Le même jour, était diffusé à Cannes « La loi du marché », film où un chômeur de longue durée est obligé d’accepter n’importe quel boulot à n’importe quel prix. Le film a ému la croisette, a été longuement applaudi et Vincent Lindon a reçu le prix d’interprétation. Dans la vraie vie, aucune récompense, bien au contraire : les chômeurs ne sont pas applaudis, ils sont humiliés. Nous le voyons toutes les semaines lors de nos permanences. Ils sont d’autant plus humiliés que les plus faibles subissent des contrôles qu’ils ne comprennent pas, des ruptures de droit abusives de Pôle Emploi entrainant des drames dont on ne parle jamais.
Oui Pôle Emploi est une zone de non droit qui ne remplit même pas sa mission première : celle d’informer et d’orienter.
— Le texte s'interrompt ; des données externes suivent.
//! Log-structured merge tree engine.
//!
//! Writes land in a WAL-backed in-memory memtable of command records. When
//! the memtable crosses its entry watermark it rotates into a single
//! immutable slot and is flushed to an SSTable; the WAL is cycled through a
//! `temporary_wal_file` rename so a crash between the rotation and the
//! flush loses nothing.
//!
//! ```text
//!    set/delete ──> current_wal_file ──> active memtable
//!                                             │ rotate at watermark
//!                                       prev_immutable
//!                                             │ flush
//!                                  data_file_<nanots>.sst (oldest..newest)
//! ```
//!
//! Reads fall through active -> prev_immutable -> SSTables newest-first; a
//! DEL record anywhere along the way is definitive and reports the key as
//! missing.

pub mod memtable;
pub mod sstable;
mod store;
pub mod tasks;

pub use memtable::Memtable;
pub use sstable::SsTable;
pub use store::LsmStore;

/// WAL currently receiving writes.
pub(crate) const CURRENT_WAL_FILE: &str = "current_wal_file";

/// WAL parked between memtable rotation and SSTable flush.
pub(crate) const TEMPORARY_WAL_FILE: &str = "temporary_wal_file";

/// Extension shared by all SSTable files.
pub(crate) const SSTABLE_EXTENSION: &str = "sst";

/// SSTable file name for a creation timestamp.
pub(crate) fn sstable_file_name(created_ns: i64) -> String {
    format!("data_file_{created_ns}.sst")
}

/// Parses the creation timestamp out of an SSTable file name.
pub(crate) fn parse_sstable_timestamp(name: &str) -> Option<i64> {
    name.strip_prefix("data_file_")?
        .strip_suffix(".sst")?
        .parse()
        .ok()
}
Au lieu de cela, suite aux déclarations de Rebsamen sur les chômeurs fraudeurs, 200 agents vont être recrutés pour ne s’occuper que des contrôles, faisant suite au programme pilote mis en place en région Poitou Charente. Nous savons bien ce que cela signifie : des camarades de cette région avec des dossiers bloqués pendant plusieurs années, obligés de quitter leur logement, pris dans un tourbillon infernal. En vérité, tout est fait pour répondre aux exigences du Medef : trouver de la main d’œuvre à pas chère faite de petits boulots à temps partiel. Cet intérêt est partagé par le gouvernement : tout est bon pour baisser les statistiques des chômeurs de catégorie A (chômage total). Ainsi, dès qu’un chômeur accepte une heure de travail par semaine, il fait baisser le taux de chômage. On comprend mieux aussi cet acharnement contre des personnes fragilisées et sans défense : une radiation signifie un chômeur en moins. Nous l’avions dit à M Rebsamen lors de la dernière table de concertation : il est obscène d’essayer de faire des économies sur le dos des chômeurs, de surfer sur les sondages allant dans ce sens, d’alimenter la bonne vieille communication des pauvres contre les pauvres opposant le smicard qui se lève tôt au chômeur parasite. Les allocataires du RSA ou les chômeurs (dont 6 sur 10 ne sont pas indemnisés) ne réclament pas une standing ovation dans le palais des festivals, ils veulent simplement manger à leur faim, payer leur loyer, et cesser d’être considérés comme des fraudeurs et des salauds de profiteurs. Comme l’a écrit Rose-Marie Péchallat de l’association Recours Radiation : « Les chômeurs ne sont pas de bons acteurs, s’ils l’étaient, le pays tout entier, debout, en larmes, leur ferait une gigantesque ola ».
Ce gouvernement participe à la droitisation de la France dont tout le monde parle, et ça, ce n’est pas du cinéma.
Samuel Churin, tribune parue le 26 mai 2015 dans News Tank Culture.